Гигиена убийцы. Ртуть (сборник) Нотомб Амели

– Поначалу может быть, совсем чуть-чуть.

– Мы вновь вернулись к моему первому вопросу: откуда такой оглушительный успех? В чем ваш дебют отвечал читательским чаяниям?

– Не знаю. Я начинал в тридцатые годы. Телевидение еще не появилось, надо же было людям чем-то себя занять.

– Да, но почему вы, а не какой-нибудь другой автор?

– Вообще-то настоящий успех пришел ко мне после войны. Забавно, правда, ведь я не принимал в этой потехе никакого участия: я тогда уже почти не мог ходить, и вообще меня комиссовали по ожирению десятью годами раньше. В сорок пятом было положено начало великому искуплению грехов: люди поняли умом или почувствовали нутром, что им есть в чем себя упрекнуть. Вот тут-то им и попались мои романы, хлесткие, как площадная брань, полные грязи, – и они сочли это карой, соразмерной глубине их низости.

– Так и было?

– Могло быть. А могло быть и иначе. Но – «vox populi vox Dei».[4] А потом, очень скоро меня перестали читать. Как и Селина, кстати: Селин, по всей вероятности, наименее читаемый писатель. Разница в том, что меня не читали с полным на то основанием, а его без такового.

– Вы часто упоминаете Селина.

– Я люблю литературу. Вас это удивляет?

– Из него вы, я полагаю, не выжимаете воду?

– Нет. Это он из меня выжимает. До сих пор.

– Вы с ним встречались?

– Нет, берите выше: я его читал.

– А он читал вас?

– Наверняка. Я часто чувствовал это, читая его.

– Вы хотите сказать, что оказали влияние на Селина?

– Меньше, чем он на меня, но все же.

– А на кого еще вы оказали влияние?

– Да ни на кого, потому что больше меня никто не читал. В общем, благодаря Селину я могу сказать, что меня читали – по-настоящему читали – хотя бы один раз.

– Вот видите, вам хочется, чтобы вас читали.

– Только он один, только он. На остальных мне плевать.

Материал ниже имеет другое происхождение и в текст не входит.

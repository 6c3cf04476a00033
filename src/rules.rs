//! Rule grammar validation and priority-ordered pattern matching.
//!
//! Rules are written as `BBP-P;BPB-B`: a 3-symbol round history, a dash, the
//! side to choose, with rules separated by semicolons. `B` is the red side,
//! `P` the blue side. The first rule whose antecedent equals the history
//! wins; list order is priority, not specificity.

use lazy_static::lazy_static;
use regex::Regex;
use tracing::debug;

use crate::types::{AutomationError, Side};

lazy_static! {
    /// Grammar for a full rule string: `[BP]{3}-[BP]` entries joined by `;`
    static ref RULE_FORMAT: Regex =
        Regex::new(r"^[BP]{3}-[BP](;[BP]{3}-[BP])*$").unwrap();
}

/// A single history→decision rule
#[derive(Debug, Clone, Copy, PartialEq, Eq)]
pub struct Rule {
    pub antecedent: [Side; 3],
    pub consequent: Side,
}

impl Rule {
    pub fn to_rule_string(&self) -> String {
        let mut s = String::with_capacity(5);
        for side in &self.antecedent {
            s.push(side.symbol());
        }
        s.push('-');
        s.push(self.consequent.symbol());
        s
    }
}

/// An ordered, validated rule list for one table.
///
/// Construction is the validation point: anything that parses is safe to
/// match against. Rule lists are swapped atomically by the owning table so a
/// table is never evaluated against a half-updated list.
#[derive(Debug, Clone, Default, PartialEq, Eq)]
pub struct RuleSet {
    rules: Vec<Rule>,
    source: String,
}

impl RuleSet {
    /// An empty rule set; matches nothing
    pub fn empty() -> Self {
        Self::default()
    }

    /// Parse and validate a rule string like `BBP-P;BPB-B`.
    ///
    /// Whitespace is trimmed and symbols are case-insensitive. Fails with
    /// `InvalidRuleFormat` without touching any existing rule list.
    pub fn parse(input: &str) -> Result<Self, AutomationError> {
        let normalized = input.trim().to_ascii_uppercase();
        if normalized.is_empty() {
            return Err(AutomationError::InvalidRuleFormat(
                "rule string is empty".into(),
            ));
        }
        if !RULE_FORMAT.is_match(&normalized) {
            return Err(AutomationError::InvalidRuleFormat(format!(
                "'{input}' does not match BBP-P;BPB-B form"
            )));
        }

        let mut rules = Vec::new();
        for entry in normalized.split(';') {
            let (history, decision) = entry
                .split_once('-')
                .ok_or_else(|| AutomationError::InvalidRuleFormat(entry.to_string()))?;
            let mut antecedent = [Side::Blue; 3];
            for (slot, c) in antecedent.iter_mut().zip(history.chars()) {
                *slot = Side::from_symbol(c)
                    .ok_or_else(|| AutomationError::InvalidRuleFormat(entry.to_string()))?;
            }
            let consequent = decision
                .chars()
                .next()
                .and_then(Side::from_symbol)
                .ok_or_else(|| AutomationError::InvalidRuleFormat(entry.to_string()))?;
            rules.push(Rule {
                antecedent,
                consequent,
            });
        }

        debug!("loaded {} rules from '{}'", rules.len(), normalized);
        Ok(Self {
            rules,
            source: normalized,
        })
    }

    /// Match a 3-round history against the rules, first match wins.
    ///
    /// Returns `None` when the history is shorter than 3 rounds or nothing
    /// matches. Deterministic and side-effect free.
    pub fn decide(&self, history: &[Side]) -> Option<&Rule> {
        if history.len() != 3 {
            return None;
        }
        self.rules
            .iter()
            .find(|rule| rule.antecedent.as_slice() == history)
    }

    /// The normalized rule string this set was parsed from
    pub fn as_str(&self) -> &str {
        &self.source
    }

    pub fn len(&self) -> usize {
        self.rules.len()
    }

    pub fn is_empty(&self) -> bool {
        self.rules.is_empty()
    }
}
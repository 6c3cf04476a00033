//! Geometry primitives and the region-to-absolute coordinate transform.
//!
//! Table regions and button offsets are stored relative to the shared
//! surface's reference frame; everything that touches the mouse goes through
//! [`to_absolute`] so the calibration offset is applied in exactly one place.

use serde::{Deserialize, Serialize};

/// Horizontal calibration applied to every absolute click coordinate.
///
/// Empirically calibrated against the rendered canvas; there is no vertical
/// counterpart.
pub const CALIBRATION_OFFSET_X: i32 = 17;

/// A 2D point in absolute surface coordinates (or a relative offset)
#[derive(Debug, Clone, Copy, Default, PartialEq, Eq, Serialize, Deserialize)]
pub struct Point {
    pub x: i32,
    pub y: i32,
}

impl Point {
    pub fn new(x: i32, y: i32) -> Self {
        Self { x, y }
    }
}

/// A rectangular region, stored relative to its parent frame
#[derive(Debug, Clone, Copy, PartialEq, Eq, Serialize, Deserialize)]
pub struct Region {
    pub x: i32,
    pub y: i32,
    pub width: u32,
    pub height: u32,
}

impl Region {
    pub fn new(x: i32, y: i32, width: u32, height: u32) -> Self {
        Self {
            x,
            y,
            width,
            height,
        }
    }

    /// Get the center point of the region
    pub fn center(&self) -> Point {
        Point::new(
            self.x + (self.width as i32 / 2),
            self.y + (self.height as i32 / 2),
        )
    }

    /// Check if a point is inside this region
    pub fn contains(&self, p: Point) -> bool {
        p.x >= self.x
            && p.x < self.x + self.width as i32
            && p.y >= self.y
            && p.y < self.y + self.height as i32
    }
}

/// Named button offsets, each relative to the owning table region
#[derive(Debug, Clone, Copy, PartialEq, Eq, Serialize, Deserialize)]
pub struct ButtonLayout {
    pub choose_blue: Point,
    pub choose_red: Point,
    pub confirm: Point,
    pub cancel: Point,
}

impl ButtonLayout {
    /// Offset of the choose button for a side
    pub fn choose(&self, side: crate::types::Side) -> Point {
        match side {
            crate::types::Side::Blue => self.choose_blue,
            crate::types::Side::Red => self.choose_red,
        }
    }
}

/// Convert a region-relative offset into an absolute interaction point.
///
/// `x = frame.x + region.x + offset.x + CALIBRATION_OFFSET_X`
/// `y = frame.y + region.y + offset.y`
///
/// The reference frame itself comes from the surface collaborator; callers
/// must treat a missing frame as retryable since the surface may still be
/// loading at process start.
pub fn to_absolute(frame_origin: Point, region: &Region, offset: Point) -> Point {
    Point::new(
        frame_origin.x + region.x + offset.x + CALIBRATION_OFFSET_X,
        frame_origin.y + region.y + offset.y,
    )
}

/// Absolute position of a table region within the surface (no calibration;
/// used for capture, not clicking)
pub fn capture_bounds(frame_origin: Point, region: &Region) -> Region {
    Region::new(
        frame_origin.x + region.x,
        frame_origin.y + region.y,
        region.width,
        region.height,
    )
}

#[cfg(test)]
mod tests {
    use super::*;

    #[test]
    fn test_region_center() {
        let region = Region::new(100, 200, 800, 600);
        assert_eq!(region.center(), Point::new(500, 500));
    }

    #[test]
    fn test_region_contains() {
        let region = Region::new(0, 0, 100, 100);
        assert!(region.contains(Point::new(50, 50)));
        assert!(region.contains(Point::new(0, 0)));
        assert!(!region.contains(Point::new(100, 100)));
        assert!(!region.contains(Point::new(-1, 50)));
    }

    #[test]
    fn test_to_absolute_applies_horizontal_calibration_only() {
        let frame = Point::new(100, 50);
        let region = Region::new(178, 336, 240, 180);
        let p = to_absolute(frame, &region, Point::new(10, 5));
        assert_eq!(p, Point::new(305, 391));
    }

    #[test]
    fn test_capture_bounds_has_no_calibration() {
        let frame = Point::new(10, 20);
        let region = Region::new(30, 40, 50, 60);
        let bounds = capture_bounds(frame, &region);
        assert_eq!(bounds, Region::new(40, 60, 50, 60));
    }

    #[test]
    fn test_button_layout_choose() {
        use crate::types::Side;
        let layout = ButtonLayout {
            choose_blue: Point::new(1, 2),
            choose_red: Point::new(3, 4),
            confirm: Point::new(5, 6),
            cancel: Point::new(7, 8),
        };
        assert_eq!(layout.choose(Side::Blue), Point::new(1, 2));
        assert_eq!(layout.choose(Side::Red), Point::new(3, 4));
    }
}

– А вы встречались с другими писателями?

– Нет, ни с кем я не встречался и никто не встречался со мной. У меня вообще мало знакомых: помимо Гравелена разве что мясник, молочник, бакалейщик да продавец из табачной лавки. Я не люблю общаться с людьми. И живу-то один не столько из любви к уединению, сколько из ненависти к роду человеческому. Можете написать в вашей газетенке, что я законченный мизантроп.

– Почему же вы мизантроп?

– Вы, полагаю, не читали «Гадких людей»?

– Нет.

– Ну разумеется. Если бы читали, знали бы, почему. Ненавидеть людей есть тысяча причин. Лично для меня главная – это их криводушие: тут они неисправимы. Это криводушие, кстати, сегодня как никогда в чести. Я пережил разные времена, сами понимаете, и могу вас заверить, ни одно не было мне так ненавистно, как нынешнее. Криводушная эра в полном смысле слова. Криводушие – оно ведь куда страшнее вероломства, двуличия, подлости. Кривить душой – значит лгать в первую очередь себе самому, и даже не ради успокоения совести, а ублажая свою натуру красивыми словечками вроде «стыда» и «собственного достоинства». Это значит лгать и другим тоже, но добро бы ложью честной и злонамеренной, из корысти, так нет – сами-то чистенькие, и ложь лицемерная, мелкая, ее выдают с улыбочкой, как будто вам это должно доставить удовольствие.

– Хотелось бы пример.

– Да возьмите хотя бы сегодняшнее положение женщины.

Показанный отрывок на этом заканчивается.